ASSIGNMENT
Find every line in the records below that contains the word "CommonBindings", and copy each such line.

INPUT DATA below:

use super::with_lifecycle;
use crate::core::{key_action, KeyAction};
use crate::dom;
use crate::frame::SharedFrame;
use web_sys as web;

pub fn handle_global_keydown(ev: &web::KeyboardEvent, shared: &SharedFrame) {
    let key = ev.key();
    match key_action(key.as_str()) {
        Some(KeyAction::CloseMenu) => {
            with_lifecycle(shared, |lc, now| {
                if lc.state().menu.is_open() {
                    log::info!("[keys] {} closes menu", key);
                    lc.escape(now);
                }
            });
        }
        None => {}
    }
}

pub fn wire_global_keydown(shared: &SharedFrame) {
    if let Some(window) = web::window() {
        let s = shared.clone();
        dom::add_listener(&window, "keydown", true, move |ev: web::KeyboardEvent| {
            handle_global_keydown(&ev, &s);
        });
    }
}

End of INPUT DATA.
INPUT DATA below:

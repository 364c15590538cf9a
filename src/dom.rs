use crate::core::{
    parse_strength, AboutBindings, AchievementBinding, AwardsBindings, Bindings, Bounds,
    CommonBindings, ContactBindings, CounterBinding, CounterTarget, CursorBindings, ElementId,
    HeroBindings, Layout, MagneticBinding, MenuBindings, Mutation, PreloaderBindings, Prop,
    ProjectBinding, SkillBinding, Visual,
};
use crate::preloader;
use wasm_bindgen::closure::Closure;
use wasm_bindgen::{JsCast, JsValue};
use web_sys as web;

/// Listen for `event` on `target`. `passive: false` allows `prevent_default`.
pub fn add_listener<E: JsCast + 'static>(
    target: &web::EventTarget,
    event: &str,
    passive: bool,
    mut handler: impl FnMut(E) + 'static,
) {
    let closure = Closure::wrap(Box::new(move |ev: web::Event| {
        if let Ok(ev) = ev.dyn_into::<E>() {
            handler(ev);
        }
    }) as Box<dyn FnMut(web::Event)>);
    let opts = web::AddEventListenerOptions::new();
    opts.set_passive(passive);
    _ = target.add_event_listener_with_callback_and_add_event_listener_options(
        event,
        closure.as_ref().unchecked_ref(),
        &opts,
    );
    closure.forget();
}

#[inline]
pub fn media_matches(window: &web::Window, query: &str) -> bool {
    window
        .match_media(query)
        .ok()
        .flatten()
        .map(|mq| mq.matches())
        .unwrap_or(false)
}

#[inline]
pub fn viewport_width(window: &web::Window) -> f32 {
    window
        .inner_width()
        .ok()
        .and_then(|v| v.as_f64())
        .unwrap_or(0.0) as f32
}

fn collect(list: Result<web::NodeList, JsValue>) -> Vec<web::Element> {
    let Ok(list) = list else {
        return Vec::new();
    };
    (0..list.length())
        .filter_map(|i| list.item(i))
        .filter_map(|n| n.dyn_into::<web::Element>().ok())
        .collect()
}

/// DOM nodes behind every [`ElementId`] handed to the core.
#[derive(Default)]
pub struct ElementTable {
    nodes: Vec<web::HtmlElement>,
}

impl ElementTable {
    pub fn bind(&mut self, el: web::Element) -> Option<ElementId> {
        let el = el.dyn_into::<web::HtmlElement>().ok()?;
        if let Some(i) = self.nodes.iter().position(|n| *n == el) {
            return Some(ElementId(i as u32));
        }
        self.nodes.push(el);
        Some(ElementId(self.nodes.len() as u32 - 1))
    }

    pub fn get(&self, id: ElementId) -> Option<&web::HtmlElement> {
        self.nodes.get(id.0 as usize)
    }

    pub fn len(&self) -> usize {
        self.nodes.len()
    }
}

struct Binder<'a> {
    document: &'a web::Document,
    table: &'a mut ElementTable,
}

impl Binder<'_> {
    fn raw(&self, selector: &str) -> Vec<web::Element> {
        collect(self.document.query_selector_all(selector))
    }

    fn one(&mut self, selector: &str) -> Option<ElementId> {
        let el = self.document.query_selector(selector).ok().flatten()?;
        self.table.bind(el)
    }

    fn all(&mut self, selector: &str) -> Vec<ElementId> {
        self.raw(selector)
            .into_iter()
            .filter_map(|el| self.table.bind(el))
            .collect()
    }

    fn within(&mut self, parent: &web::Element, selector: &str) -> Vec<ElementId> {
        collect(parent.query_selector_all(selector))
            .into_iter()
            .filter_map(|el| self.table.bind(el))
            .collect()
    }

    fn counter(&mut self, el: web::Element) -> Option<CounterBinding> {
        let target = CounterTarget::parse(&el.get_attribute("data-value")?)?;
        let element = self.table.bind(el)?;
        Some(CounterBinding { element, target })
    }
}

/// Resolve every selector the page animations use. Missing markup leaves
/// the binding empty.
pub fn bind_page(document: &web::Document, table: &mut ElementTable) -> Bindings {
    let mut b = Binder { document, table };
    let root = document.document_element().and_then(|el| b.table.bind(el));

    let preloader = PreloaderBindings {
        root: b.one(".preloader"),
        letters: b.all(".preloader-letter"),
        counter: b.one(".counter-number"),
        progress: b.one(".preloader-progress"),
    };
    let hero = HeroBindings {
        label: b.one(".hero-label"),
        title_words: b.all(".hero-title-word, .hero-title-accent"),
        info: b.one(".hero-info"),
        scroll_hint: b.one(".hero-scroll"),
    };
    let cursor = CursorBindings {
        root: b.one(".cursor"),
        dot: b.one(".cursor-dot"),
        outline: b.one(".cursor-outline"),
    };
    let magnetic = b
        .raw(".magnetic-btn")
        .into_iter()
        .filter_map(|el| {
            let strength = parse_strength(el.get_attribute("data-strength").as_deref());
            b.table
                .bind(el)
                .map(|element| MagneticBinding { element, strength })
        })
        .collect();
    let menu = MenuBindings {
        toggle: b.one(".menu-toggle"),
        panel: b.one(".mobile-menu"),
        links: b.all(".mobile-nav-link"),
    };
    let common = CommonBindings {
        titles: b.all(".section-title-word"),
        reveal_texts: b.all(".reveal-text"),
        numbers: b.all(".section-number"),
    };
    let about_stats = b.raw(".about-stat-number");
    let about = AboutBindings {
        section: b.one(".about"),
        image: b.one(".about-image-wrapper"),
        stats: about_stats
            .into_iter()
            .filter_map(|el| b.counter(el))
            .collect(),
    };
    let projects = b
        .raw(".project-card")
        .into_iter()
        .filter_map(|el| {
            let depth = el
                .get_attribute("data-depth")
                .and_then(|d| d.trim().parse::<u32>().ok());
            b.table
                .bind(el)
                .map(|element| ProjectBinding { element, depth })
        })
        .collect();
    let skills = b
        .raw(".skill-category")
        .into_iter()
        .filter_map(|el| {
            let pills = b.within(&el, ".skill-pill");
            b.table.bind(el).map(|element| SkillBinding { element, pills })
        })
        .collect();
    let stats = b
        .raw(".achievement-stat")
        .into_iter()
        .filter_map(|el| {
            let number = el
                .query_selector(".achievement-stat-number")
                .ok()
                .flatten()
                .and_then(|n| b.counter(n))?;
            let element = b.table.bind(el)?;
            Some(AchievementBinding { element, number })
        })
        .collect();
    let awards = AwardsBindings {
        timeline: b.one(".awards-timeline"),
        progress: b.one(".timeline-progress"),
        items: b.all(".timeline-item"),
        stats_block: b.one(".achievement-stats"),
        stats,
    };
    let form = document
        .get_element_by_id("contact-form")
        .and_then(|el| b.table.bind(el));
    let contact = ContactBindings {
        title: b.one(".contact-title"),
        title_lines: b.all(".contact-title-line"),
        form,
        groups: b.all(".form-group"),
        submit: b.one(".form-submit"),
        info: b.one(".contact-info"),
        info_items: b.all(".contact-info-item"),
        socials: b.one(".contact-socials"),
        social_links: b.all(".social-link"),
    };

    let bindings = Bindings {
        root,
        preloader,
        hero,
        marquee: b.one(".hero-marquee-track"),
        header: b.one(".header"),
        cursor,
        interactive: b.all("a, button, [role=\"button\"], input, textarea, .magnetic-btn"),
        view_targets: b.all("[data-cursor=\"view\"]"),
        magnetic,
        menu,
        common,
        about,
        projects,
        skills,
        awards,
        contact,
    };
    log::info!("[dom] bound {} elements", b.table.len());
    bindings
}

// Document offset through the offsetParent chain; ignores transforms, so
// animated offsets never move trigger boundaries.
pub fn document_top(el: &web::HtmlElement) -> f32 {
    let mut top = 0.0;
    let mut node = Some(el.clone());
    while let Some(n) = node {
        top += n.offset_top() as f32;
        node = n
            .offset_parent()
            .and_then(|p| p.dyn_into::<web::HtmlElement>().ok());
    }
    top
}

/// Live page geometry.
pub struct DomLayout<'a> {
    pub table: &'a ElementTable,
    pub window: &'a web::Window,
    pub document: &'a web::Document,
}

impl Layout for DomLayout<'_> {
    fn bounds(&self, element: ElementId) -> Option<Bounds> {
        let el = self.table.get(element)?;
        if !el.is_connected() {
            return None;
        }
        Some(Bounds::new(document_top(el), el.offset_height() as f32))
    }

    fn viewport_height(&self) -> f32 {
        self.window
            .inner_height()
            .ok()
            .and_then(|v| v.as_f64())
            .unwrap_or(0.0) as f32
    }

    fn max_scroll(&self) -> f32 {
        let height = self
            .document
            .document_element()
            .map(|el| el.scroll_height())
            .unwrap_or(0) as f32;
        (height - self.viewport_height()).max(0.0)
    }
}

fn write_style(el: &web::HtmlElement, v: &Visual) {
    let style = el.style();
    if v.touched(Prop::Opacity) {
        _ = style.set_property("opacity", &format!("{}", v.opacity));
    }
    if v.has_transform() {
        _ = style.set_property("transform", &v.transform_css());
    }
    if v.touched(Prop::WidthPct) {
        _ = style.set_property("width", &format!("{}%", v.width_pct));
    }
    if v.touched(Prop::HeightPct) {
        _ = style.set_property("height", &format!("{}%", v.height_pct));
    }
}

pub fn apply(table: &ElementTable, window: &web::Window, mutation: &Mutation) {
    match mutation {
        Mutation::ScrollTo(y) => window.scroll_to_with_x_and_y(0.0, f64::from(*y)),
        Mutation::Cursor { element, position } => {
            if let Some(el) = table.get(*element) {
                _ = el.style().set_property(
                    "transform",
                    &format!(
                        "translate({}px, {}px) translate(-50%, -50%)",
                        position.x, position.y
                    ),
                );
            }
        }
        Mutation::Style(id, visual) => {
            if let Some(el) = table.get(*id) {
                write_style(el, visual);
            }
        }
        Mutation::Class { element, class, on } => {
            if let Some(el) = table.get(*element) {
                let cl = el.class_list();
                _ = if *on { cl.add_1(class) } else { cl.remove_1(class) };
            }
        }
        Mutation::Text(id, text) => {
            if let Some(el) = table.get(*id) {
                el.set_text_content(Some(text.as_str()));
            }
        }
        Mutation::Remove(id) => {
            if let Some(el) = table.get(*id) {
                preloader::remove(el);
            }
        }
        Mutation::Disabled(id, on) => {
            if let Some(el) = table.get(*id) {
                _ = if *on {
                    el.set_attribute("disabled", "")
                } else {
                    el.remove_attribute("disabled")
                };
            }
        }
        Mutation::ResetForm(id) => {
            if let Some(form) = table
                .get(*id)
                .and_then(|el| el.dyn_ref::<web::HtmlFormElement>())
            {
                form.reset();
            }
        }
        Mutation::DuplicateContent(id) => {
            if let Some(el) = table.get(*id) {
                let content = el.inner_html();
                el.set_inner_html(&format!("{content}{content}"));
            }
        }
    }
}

End of INPUT DATA.

FINISHED TASK
    CommonBindings, ContactBindings, CounterBinding, CounterTarget, CursorBindings, ElementId,
    let common = CommonBindings {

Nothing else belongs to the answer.